Every time I make it, I feel the magic. I know it is science -- all about fat and sugar molecules (or something) and good bacteria. But there is a "Wow, I can't believe that worked" moment that puts me in touch with my ancestors 200 years ago, who made cheese in between hauling water, chopping firewood, tending their gardens and staving off disease. They would not be impressed by me, but I am trying.
What's more, making cheese -- even the really simple cheeses -- puts me in touch with how strange our relationship to food is in the United States. There are hundreds ofcooking shows on TV, thousands of new cookbooks each year (Gwyneth Paltrow has one coming out this month) and -- get this -- no one cooks any more.
Well, that is not entirely true, but in March, for the first time ever (at least since theCommerce Department started paying attention), people in the United States spent more money in restaurants and bars than at grocery stores. That is sort of staggering, isn't it? At least for our eating-out-once-a-month (maybe) family.
Are those restaurant denizens the same folks who would drop $30 on the "Skinnytaste Cookbook"? Or buy the "Thug Kitchen Official Cookbook" (whose subtitle is "Eat Like you Give a F*ck," for a list price of $25.99)? And are they the same people who are always on a diet? Forty-five million Americans are dieting right now, and that is not just eating less and exercising more -- it is also spending $33 billion on books, apps, gym memberships, boxed low-calorie meals, special shakes and inspiration (according to the Boston Medical Center estimates). See what I mean about a strange relationship with food and with food-like substances? The average person in this country gets nearly 60 percent of their daily energy intake and about 90 percent of their added sugar from "ultra-processed" foods (even with all that buying cookbooks and going on diets).

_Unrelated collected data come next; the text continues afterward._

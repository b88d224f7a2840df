//! Prompt composition.

mod kind;
mod templates;

pub use kind::PromptKind;

use fabula_config::PromptSettings;
use fabula_core::Message;

/// Renders working text into complete instruction prompts.
///
/// Pure and deterministic: the same inputs always render the same prompt.
/// Source text is embedded verbatim, empty text included.
///
/// # Examples
///
/// ```
/// use fabula_config::PromptSettings;
/// use fabula_pipeline::PromptComposer;
///
/// let composer = PromptComposer::new(PromptSettings::default());
/// let prompt = composer.compose_generation_prompt("Cadastro de entregas", Some("  Foque no gestor  "));
///
/// assert!(prompt.contains("Cadastro de entregas"));
/// assert!(prompt.contains("\nFoque no gestor\n"));
/// ```
#[derive(Debug, Clone, Default, PartialEq, Eq)]
pub struct PromptComposer {
    settings: PromptSettings,
}

impl PromptComposer {
    /// Create a composer from prompt settings.
    pub fn new(settings: PromptSettings) -> Self {
        Self { settings }
    }

    /// Story generation prompt, with observations layered on when present.
    pub fn compose_generation_prompt(&self, source_text: &str, observations: Option<&str>) -> String {
        let mut prompt =
            templates::generate_from_requirements(self.settings.product_name(), source_text);
        if let Some(observations) = non_blank(observations) {
            prompt.push_str(&templates::observations_block(
                "das Histórias de Usuário",
                "o conteúdo, a estrutura, o detalhamento ou o foco das Histórias de Usuário",
                observations,
            ));
        }
        prompt
    }

    /// Critique prompt for a generated candidate.
    pub fn compose_validation_prompt(&self, candidate: &str) -> String {
        templates::validation(candidate)
    }

    /// Meeting summary prompt, with observations layered on when present.
    pub fn compose_summary_prompt(&self, source_text: &str, observations: Option<&str>) -> String {
        let mut prompt = templates::meeting_summary(source_text);
        if let Some(observations) = non_blank(observations) {
            prompt.push_str(&templates::observations_block(
                "do resumo da reunião",
                "o conteúdo, a estrutura, o detalhamento, o tom ou o foco do resumo",
                observations,
            ));
        }
        prompt
    }

    /// Render any catalog prompt without observations.
    pub fn compose(&self, kind: PromptKind, content: &str) -> String {
        match kind {
            PromptKind::GenerateFromRequirements => self.compose_generation_prompt(content, None),
            PromptKind::AnalyzeExisting => templates::analyze_existing(content),
            PromptKind::RefineStory => templates::refine_story(content),
            PromptKind::AcceptanceCriteria => templates::acceptance_criteria(content),
            PromptKind::EstimateEffort => templates::estimate_effort(content),
            PromptKind::MeetingSummary => self.compose_summary_prompt(content, None),
        }
    }

    /// `[system, user]` pair for story generation.
    pub fn generation_messages(&self, source_text: &str, observations: Option<&str>) -> Vec<Message> {
        vec![
            Message::system(templates::GENERATION_PERSONA),
            Message::user(self.compose_generation_prompt(source_text, observations)),
        ]
    }

    /// `[system, user]` pair for critiquing a candidate.
    pub fn validation_messages(&self, candidate: &str) -> Vec<Message> {
        vec![
            Message::system(templates::VALIDATION_PERSONA),
            Message::user(self.compose_validation_prompt(candidate)),
        ]
    }

    /// `[system, user]` pair for a meeting summary.
    pub fn summary_messages(&self, source_text: &str, observations: Option<&str>) -> Vec<Message> {
        vec![
            Message::system(templates::SUMMARY_PERSONA),
            Message::user(self.compose_summary_prompt(source_text, observations)),
        ]
    }

    /// `[system, user]` pair for a catalog prompt.
    pub fn messages_for(&self, kind: PromptKind, content: &str) -> Vec<Message> {
        let persona = match kind {
            PromptKind::AnalyzeExisting => templates::VALIDATION_PERSONA,
            PromptKind::MeetingSummary => templates::SUMMARY_PERSONA,
            _ => templates::GENERATION_PERSONA,
        };
        vec![Message::system(persona), Message::user(self.compose(kind, content))]
    }
}

fn non_blank(observations: Option<&str>) -> Option<&str> {
    observations.map(str::trim).filter(|text| !text.is_empty())
}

I like how making cheese from free milk that the government gives me allows me to circumvent this whole twisted economy of food, convenience and fear of fatness. But then I think about milk -- where it comes from, how it gets from a lactating cow to a gallon jug in my shopping cart -- and I know I am caught in a whole other twisted food web.
Marion Nestle, a professor at New York University, tried to teach a class on the Farm Bill and realized that it was too dense, too political and too contradictory to add up to sensible food policy. Many aspects of the Farm Bill are in direct conflict with the goals of healthy living, sustainable agriculture or food security. If you tried to eat a plate of the Farm Bill, she writes in In These Times, you'd be scolded by your doctor because "more than three-quarters of your plate would be taken up by a massive corn fritter (80 percent of benefits go to corn, grains and soy oil). You'd have a Dixie cup of milk (dairy gets 3 percent), a hamburger the size of a half dollar (livestock: 2 percent), two peas (fruits and vegetables: 0.45 percent) and an after-dinner cigarette (tobacco: 2 percent). Oh, and a really big linen napkin (cotton: 13 percent) to dab your lips."
Yuck. No wonder cheese is the most shoplifted item in the world (bet those of you who don't listen to "Science Friday" on NPR didn't know that).
I still have a lot to learn about food and food policy, but -- in the meantime-- this is how you make cheese: Pour milk in heavy bottomed pot, add salt and bring to a boil. Stir in a few tablespoons of vinegar. Let it sit for a minute and then strain through cheesecloth. Half an hour later, you are noshing on delicious ricotta. Now that's radical.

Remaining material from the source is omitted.